Profile. Black granite, a valuable building material heavily sought internationally, is found in abundance in Mutoko district, some 120 miles from Zimbabwe’s capital of Harare. But this resource has not offered much benefit to the people of Mutoko who continue to live in abject poverty since mining of the rock began in the 1970's. Shortages of drinking water and electricity are widespread. Roads are in a very bad state and houses are cracking as a result of dynamite blasting and movement of heavy earthmoving machinery.
Chinese mining companies have been accused by the villagers of causing rampant environmental degradation in the area as well as displacing scores of people off their land without compensation. The Zimbabwe government has been turning a blind eye and has been issuing dubious mining licenses to the Chinese at the expense of its own citizens.
Just recently a leading non-governmental organization, the Centre for Natural Resources Governance (CNRG), led by Giraffe Hero Farai Maguwu, published a report charging that government and politicians demand bribes from extractive companies and this undermines its regulatory role and explains why so many companies operate outside the law and why government does not hold them to account.
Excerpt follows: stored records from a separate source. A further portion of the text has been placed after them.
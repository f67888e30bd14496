//! Timestamped backups of a database file and its sidecars.
//!
//! A backup is a plain file copy of the database plus any `-wal`/`-shm`
//! sidecar files, written to a sibling backup directory. Backups are
//! strictly additive: an existing backup file is never overwritten, and the
//! originals are only read.
//!
//! Each copy is verified by comparing SHA-256 digests of source and
//! destination, so a truncated copy is reported before the rewrite starts.

use std::fs::File;
use std::io::{self, BufReader};
use std::path::{Path, PathBuf};

use chrono::{DateTime, Local};
use serde::Serialize;
use sha2::{Digest, Sha256};
use tracing::{debug, info};

use crate::error::{DatabaseError, Result};

/// Suffixes of the files that make up one consistent database snapshot.
pub const SNAPSHOT_SUFFIXES: &[&str] = &["", "-wal", "-shm"];

const TIMESTAMP_FORMAT: &str = "%Y%m%d-%H%M%S";

/// One verified file copy.
#[derive(Debug, Clone, Serialize)]
pub struct BackupCopy {
    pub source: PathBuf,
    pub destination: PathBuf,
    pub bytes: u64,
    /// Hex SHA-256 digest shared by source and destination.
    pub sha256: String,
}

/// All copies made for one backup.
#[derive(Debug, Clone, Serialize)]
pub struct BackupSet {
    pub directory: PathBuf,
    /// Timestamp tag embedded in every file name of this set.
    pub tag: String,
    pub copies: Vec<BackupCopy>,
}

impl BackupSet {
    /// Destination paths, in snapshot order.
    pub fn destinations(&self) -> impl Iterator<Item = &Path> {
        self.copies.iter().map(|copy| copy.destination.as_path())
    }
}

/// Backs up `db_path` and its sidecars into `<parent>/<backup_dir>/`, tagged
/// with the current local time.
pub fn backup_database(db_path: &Path, backup_dir: &str) -> Result<BackupSet> {
    backup_database_at(db_path, backup_dir, Local::now())
}

/// Like [`backup_database`] with an explicit timestamp.
///
/// Files are named `<file><suffix>.<YYYYmmdd-HHMMSS>.bak`. If any of those
/// names is already taken, a counter is appended to the tag
/// (`<YYYYmmdd-HHMMSS>-1`, `-2`, ...) so earlier backups stay untouched.
///
/// # Errors
///
/// Returns [`DatabaseError::DatabaseNotFound`] if `db_path` is missing,
/// [`DatabaseError::IoError`] if a copy fails, and
/// [`DatabaseError::BackupVerification`] if a copy's digest differs from
/// its source.
pub fn backup_database_at(
    db_path: &Path,
    backup_dir: &str,
    now: DateTime<Local>,
) -> Result<BackupSet> {
    if !db_path.is_file() {
        return Err(DatabaseError::DatabaseNotFound(db_path.to_path_buf()));
    }
    let file_name = db_path
        .file_name()
        .map(|name| name.to_string_lossy().into_owned())
        .ok_or_else(|| DatabaseError::DatabaseNotFound(db_path.to_path_buf()))?;
    let directory = db_path
        .parent()
        .unwrap_or_else(|| Path::new("."))
        .join(backup_dir);
    std::fs::create_dir_all(&directory)?;

    let sources: Vec<(PathBuf, &str)> = SNAPSHOT_SUFFIXES
        .iter()
        .map(|suffix| (sidecar_path(db_path, suffix), *suffix))
        .filter(|(path, _)| path.exists())
        .collect();

    let base_tag = now.format(TIMESTAMP_FORMAT).to_string();
    let tag = free_tag(&directory, &file_name, &base_tag, &sources);

    let mut copies = Vec::with_capacity(sources.len());
    for (source, suffix) in &sources {
        let destination = directory.join(format!("{file_name}{suffix}.{tag}.bak"));
        let copy = copy_verified(source, &destination)?;
        debug!(
            source = %copy.source.display(),
            destination = %copy.destination.display(),
            bytes = copy.bytes,
            "Backup copy verified"
        );
        copies.push(copy);
    }

    info!(directory = %directory.display(), files = copies.len(), "Backup complete");
    Ok(BackupSet {
        directory,
        tag,
        copies,
    })
}

/// Returns `<db_path><suffix>`, e.g. `library.db-wal`.
pub fn sidecar_path(db_path: &Path, suffix: &str) -> PathBuf {
    let mut raw = db_path.as_os_str().to_os_string();
    raw.push(suffix);
    PathBuf::from(raw)
}

/// Computes the hex SHA-256 digest of a file without loading it into memory.
pub fn file_checksum(path: &Path) -> Result<String> {
    let mut reader = BufReader::new(File::open(path)?);
    let mut hasher = Sha256::new();
    io::copy(&mut reader, &mut hasher)?;
    Ok(format!("{:x}", hasher.finalize()))
}

fn free_tag(directory: &Path, file_name: &str, base_tag: &str, sources: &[(PathBuf, &str)]) -> String {
    let taken = |tag: &str| {
        sources.iter().any(|(_, suffix)| {
            directory
                .join(format!("{file_name}{suffix}.{tag}.bak"))
                .exists()
        })
    };
    if !taken(base_tag) {
        return base_tag.to_string();
    }
    let mut counter = 1u32;
    loop {
        let candidate = format!("{base_tag}-{counter}");
        if !taken(&candidate) {
            return candidate;
        }
        counter += 1;
    }
}

fn copy_verified(source: &Path, destination: &Path) -> Result<BackupCopy> {
    let bytes = std::fs::copy(source, destination)?;
    let expected = file_checksum(source)?;
    let actual = file_checksum(destination)?;
    if expected != actual {
        return Err(DatabaseError::BackupVerification {
            path: destination.to_path_buf(),
            reason: format!("expected sha256 {expected}, found {actual}"),
        });
    }
    Ok(BackupCopy {
        source: source.to_path_buf(),
        destination: destination.to_path_buf(),
        bytes,
        sha256: actual,
    })
}
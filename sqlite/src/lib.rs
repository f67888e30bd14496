//! Transactional, schema-agnostic text rewrite engine for SQLite.
//!
//! This crate replaces a literal substring in every eligible text column of
//! a SQLite database inside a single transaction, validates the result, and
//! only then commits. It is built for databases whose schema is not known in
//! advance and may contain virtual tables backed by modules that are not
//! available at runtime.
//!
//! # Architecture
//!
//! The crate is organized into leaf modules driven by one orchestrator:
//!
//! - **`schema`**, [`SchemaInspector`]: rewritable tables and candidate columns
//! - **`scan`**, [`count_matches`]: rows containing the search text
//! - **`rewrite`**, [`apply_substitution`]: in-transaction `REPLACE`
//! - **`integrity`**, [`IntegrityValidator`]: post-rewrite consistency check
//! - **`compact`**, [`compact`]: `VACUUM` through a fresh connection
//! - **`engine`**, [`RewriteEngine`]: scan → rewrite → validate → commit
//!
//! Per-table and per-column failures never abort a run. They come back as
//! [`Step::Skipped`](path_rewrite_core::Step::Skipped) and are collected in
//! [`RunResult::skips`](path_rewrite_core::RunResult::skips).
//!
//! # Quick start
//!
//! ```no_run
//! use path_rewrite_core::{ColumnAllowList, RewriteRequest, RunMode, RunStatus};
//! use path_rewrite_sqlite::RewriteEngine;
//!
//! let engine = RewriteEngine::new("library.db", ColumnAllowList::default());
//!
//! let preview = RewriteRequest::new("/archive-media/", "/media/", RunMode::DryRun).unwrap();
//! let result = engine.run(&preview).unwrap();
//! for report in result.touched() {
//!     println!("{}: {} row(s)", report.target, report.hits);
//! }
//!
//! let apply = RewriteRequest::new("/archive-media/", "/media/", RunMode::Apply).unwrap();
//! let result = engine.run(&apply).unwrap();
//! assert_eq!(result.status, RunStatus::Committed);
//! ```

mod compact;
mod engine;
mod error;
mod integrity;
mod preview;
mod rewrite;
mod scan;
mod schema;

pub use compact::compact;
pub use engine::RewriteEngine;
pub use error::{Result, RewriteError};
pub use integrity::{IntegrityValidator, PragmaIntegrityCheck, check_integrity};
pub use rewrite::apply_substitution;
pub use scan::count_matches;
pub use schema::{SchemaInspector, is_module_backed};
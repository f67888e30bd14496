//! Database file handling for path rewrites.
//!
//! Everything that touches the database *file* rather than its contents:
//!
//! - [`DatabaseLocation`]: resolving `--db-dir` / `--db-file` to an
//!   existing file.
//! - [`RewriteConfig`]: YAML configuration (database file name, backup
//!   directory, column allow-list).
//! - [`backup_database`]: timestamped, checksum-verified copies of the file
//!   and its `-wal`/`-shm` sidecars.
//!
//! # Quick start
//!
//! ```no_run
//! use path_rewrite_db::{DatabaseLocation, RewriteConfig, backup_database};
//!
//! let config = RewriteConfig::default();
//! let location = DatabaseLocation::from_args(Some("Databases".into()), None).unwrap();
//! let db_path = location.resolve(&config.database_file).unwrap();
//!
//! let backup = backup_database(&db_path, &config.backup_dir).unwrap();
//! for path in backup.destinations() {
//!     println!("  {}", path.display());
//! }
//! ```

mod backup;
mod config;
mod error;
mod locate;

pub use backup::{
    BackupCopy, BackupSet, SNAPSHOT_SUFFIXES, backup_database, backup_database_at, file_checksum,
    sidecar_path,
};
pub use config::{DEFAULT_BACKUP_DIR, DEFAULT_DATABASE_FILE, RewriteConfig};
pub use error::{DatabaseError, Result};
pub use locate::DatabaseLocation;
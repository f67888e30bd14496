//! Counting rows that contain the search text.

use path_rewrite_core::{Step, TargetColumn};
use rusqlite::Connection;

use crate::schema::quote_ident;

/// Counts rows of `target` whose value contains `needle`.
///
/// Matching is a case-sensitive literal substring test (`INSTR(...) > 0`);
/// `NULL` values never match. `needle` must be non-empty, which
/// [`RewriteRequest`](path_rewrite_core::RewriteRequest) guarantees.
///
/// An engine error for this column (missing collation, unreadable table,
/// ...) is returned as [`Step::Skipped`] so the caller can move on to the
/// next column.
pub fn count_matches(conn: &Connection, target: &TargetColumn, needle: &str) -> Step<u64> {
    let sql = format!(
        "SELECT COUNT(*) FROM {} WHERE INSTR({}, ?1) > 0",
        quote_ident(&target.table),
        quote_ident(&target.column)
    );
    match conn.query_row(&sql, [needle], |row| row.get::<_, i64>(0)) {
        Ok(count) => Step::Success(count.max(0) as u64),
        Err(err) => Step::Skipped(err.to_string()),
    }
}
//! Rewrite configuration.
//!
//! Defines the YAML-serializable settings that control which database file
//! is targeted inside a directory, where backups go, and which column names
//! are eligible for rewriting.
//!
//! # Example YAML
//!
//! ```yaml
//! version: "1.0"
//! database_file: com.plexapp.plugins.library.db
//! backup_dir: backups
//! candidate_columns:
//!   - root_path
//!   - file
//!   - path
//! ```
//!
//! Every field is optional; missing fields take the defaults above.

use std::io::{BufReader, BufWriter};
use std::path::Path;

use path_rewrite_core::ColumnAllowList;
use serde::{Deserialize, Serialize};

use crate::error::Result;

/// Database file name looked up inside `--db-dir`.
pub const DEFAULT_DATABASE_FILE: &str = "com.plexapp.plugins.library.db";

/// Directory, next to the database, that receives backup copies.
pub const DEFAULT_BACKUP_DIR: &str = "backups";

const CONFIG_VERSION: &str = "1.0";

/// Top-level rewrite configuration.
///
/// # Examples
///
/// ```
/// use path_rewrite_db::RewriteConfig;
///
/// let config: RewriteConfig = serde_yaml::from_str("candidate_columns: [file]").unwrap();
/// assert!(config.candidate_columns.contains("file"));
/// assert!(!config.candidate_columns.contains("root_path"));
/// assert_eq!(config.database_file, "com.plexapp.plugins.library.db");
/// ```
#[derive(Debug, Clone, Serialize, Deserialize)]
#[serde(default)]
pub struct RewriteConfig {
    /// Configuration format version (e.g., `"1.0"`).
    pub version: String,
    /// File name of the database inside a database directory.
    pub database_file: String,
    /// Backup directory name, relative to the database's parent directory.
    pub backup_dir: String,
    /// Column names that may be rewritten.
    pub candidate_columns: ColumnAllowList,
}

impl Default for RewriteConfig {
    fn default() -> Self {
        Self {
            version: CONFIG_VERSION.to_string(),
            database_file: DEFAULT_DATABASE_FILE.to_string(),
            backup_dir: DEFAULT_BACKUP_DIR.to_string(),
            candidate_columns: ColumnAllowList::default(),
        }
    }
}

impl RewriteConfig {
    /// Loads configuration from a YAML file.
    ///
    /// # Errors
    ///
    /// Returns [`IoError`](crate::DatabaseError::IoError) if the file cannot
    /// be read, [`YamlError`](crate::DatabaseError::YamlError) if parsing
    /// fails (including an empty `candidate_columns` list), or
    /// [`InvalidConfig`](crate::DatabaseError::InvalidConfig) if a file or
    /// directory name is blank.
    pub fn load(path: impl AsRef<Path>) -> Result<Self> {
        let file = std::fs::File::open(path)?;
        let reader = BufReader::new(file);
        let config: Self = serde_yaml::from_reader(reader)?;
        config.validate()?;
        Ok(config)
    }

    /// Saves the configuration as YAML.
    pub fn save(&self, path: impl AsRef<Path>) -> Result<()> {
        let file = std::fs::File::create(path)?;
        let writer = BufWriter::new(file);
        serde_yaml::to_writer(writer, self)?;
        Ok(())
    }

    /// Checks the fields serde cannot check on its own.
    pub fn validate(&self) -> Result<()> {
        if self.database_file.trim().is_empty() {
            return Err(crate::DatabaseError::InvalidConfig(
                "database_file cannot be empty".to_string(),
            ));
        }
        if self.backup_dir.trim().is_empty() {
            return Err(crate::DatabaseError::InvalidConfig(
                "backup_dir cannot be empty".to_string(),
            ));
        }
        Ok(())
    }
}
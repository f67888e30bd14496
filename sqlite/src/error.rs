//! Error types for the rewrite engine.
//!
//! Only failures that end a run early surface here. Problems confined to a
//! single table or column are reported as [`Step::Skipped`] and recorded in
//! the run result instead.
//!
//! [`Step::Skipped`]: path_rewrite_core::Step::Skipped

use std::path::PathBuf;

use thiserror::Error;

/// Errors that abort a rewrite run.
#[derive(Debug, Error)]
pub enum RewriteError {
    /// SQLite failure outside any per-column operation (open, begin, commit, catalog read).
    #[error("database error: {0}")]
    DatabaseError(#[from] rusqlite::Error),

    /// Copying the database for a dry-run preview failed.
    #[error("I/O error: {0}")]
    IoError(#[from] std::io::Error),

    /// The database file does not exist. The engine never creates one.
    #[error("database file not found: {}", .0.display())]
    DatabaseNotFound(PathBuf),
}

/// Convenience alias for results with [`RewriteError`].
pub type Result<T> = std::result::Result<T, RewriteError>;
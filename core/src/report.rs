//! Human-readable console report.
//!
//! The report is meant for an operator reading a terminal, not for
//! machines; `--format json` serializes [`RunResult`] directly instead.

use std::fmt::Write;

use crate::{CompactionStatus, RewriteRequest, RunResult, SkipStage};

/// Renders the lines printed before any work is done.
pub fn render_header(database: &str, request: &RewriteRequest) -> String {
    let mut out = String::new();
    if request.is_dry_run() {
        out.push_str("== DRY RUN ==\n");
    }
    let _ = writeln!(out, "DB: {database}");
    let _ = writeln!(
        out,
        "Replacing occurrences of '{}' → '{}'",
        request.old(),
        request.new_text()
    );
    out
}

/// Renders skipped tables/columns, matches, totals, and the validation and
/// compaction results of a finished run.
pub fn render_text(result: &RunResult) -> String {
    let mut out = String::new();

    for skip in &result.skips {
        let _ = match skip.stage {
            SkipStage::Inspect | SkipStage::Scan => writeln!(
                out,
                "Skipping {} due to error: {}",
                skip.location(),
                skip.reason
            ),
            SkipStage::Rewrite => {
                writeln!(out, "Failed updating {}: {}", skip.location(), skip.reason)
            }
        };
    }

    let touched: Vec<_> = result.touched().collect();

    if result.request.is_dry_run() {
        if touched.is_empty() {
            out.push_str("\nNo matches found.\n");
        } else {
            out.push_str("\nWould touch the following columns:\n");
            for report in &touched {
                let _ = writeln!(out, "  {}: {} row(s)", report.target, report.hits);
            }
        }
        let _ = writeln!(
            out,
            "\nTotal rows containing '{}': {}",
            result.request.old(),
            result.total_matched()
        );
        return out;
    }

    if touched.is_empty() {
        out.push_str("\nNo matches updated.\n");
    } else {
        out.push_str("\nUpdated columns:\n");
        for report in &touched {
            let _ = writeln!(out, "  {}: {} row(s) matched", report.target, report.hits);
        }
    }
    let _ = writeln!(out, "\nTotal rows updated: {}", result.total_updated());

    if let Some(integrity) = &result.integrity {
        let _ = writeln!(out, "\nPRAGMA integrity_check: {integrity}");
    }

    match &result.compaction {
        CompactionStatus::NotRun => {}
        CompactionStatus::Completed => out.push_str("VACUUM complete.\n"),
        CompactionStatus::Skipped(reason) => {
            let _ = writeln!(out, "VACUUM skipped ({reason}).");
        }
    }

    out
}
//! Error types for database file operations.
//!
//! Covers everything that happens to the database *file* outside the
//! rewrite transaction: locating it, loading configuration, and backing it
//! up.

use std::path::PathBuf;

use thiserror::Error;

/// Errors that can occur while locating, configuring, or backing up a database file.
#[derive(Debug, Error)]
pub enum DatabaseError {
    /// File I/O failure.
    #[error("I/O error: {0}")]
    IoError(#[from] std::io::Error),

    /// YAML parsing or serialization failure.
    #[error("YAML error: {0}")]
    YamlError(#[from] serde_yaml::Error),

    /// Neither a database directory nor a database file was given.
    #[error("provide --db-dir or --db-file")]
    MissingLocation,

    /// The resolved database path does not exist or is not a file.
    #[error("could not find {}", .0.display())]
    DatabaseNotFound(PathBuf),

    /// A backup copy does not match its source.
    #[error("backup verification failed for {}: {reason}", .path.display())]
    BackupVerification { path: PathBuf, reason: String },

    /// Configuration is syntactically valid but unusable.
    #[error("invalid configuration: {0}")]
    InvalidConfig(String),
}

/// Convenience alias for results with [`DatabaseError`].
pub type Result<T> = std::result::Result<T, DatabaseError>;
Consequently government ends up facilitating illicit financial flows by helping companies to avoid paying taxes because they pay politicians and government departments.
Makanda confirms these allegations regarding Mutoko. “The situation has been worsened,” Makanda says, “by councilors and chiefs who are on mining companies’ payrolls and they get free monthly fuel and groceries just as a measure to keep them compromised. These are public officials, elected and appointed to represent the wishes of the people.
Kudakwashe Makanda mobilizes villagers against these injustices. “I have been arrested on numerous occasions due to my activism,” he says, “but that hasn’t stopped me from standing up for what is right. Mutoko is the land of our ancestors and we have the duty to safeguard our land from the Chinese who have caused a lot of damage to the environment as well as displacing villagers due to granite mining.”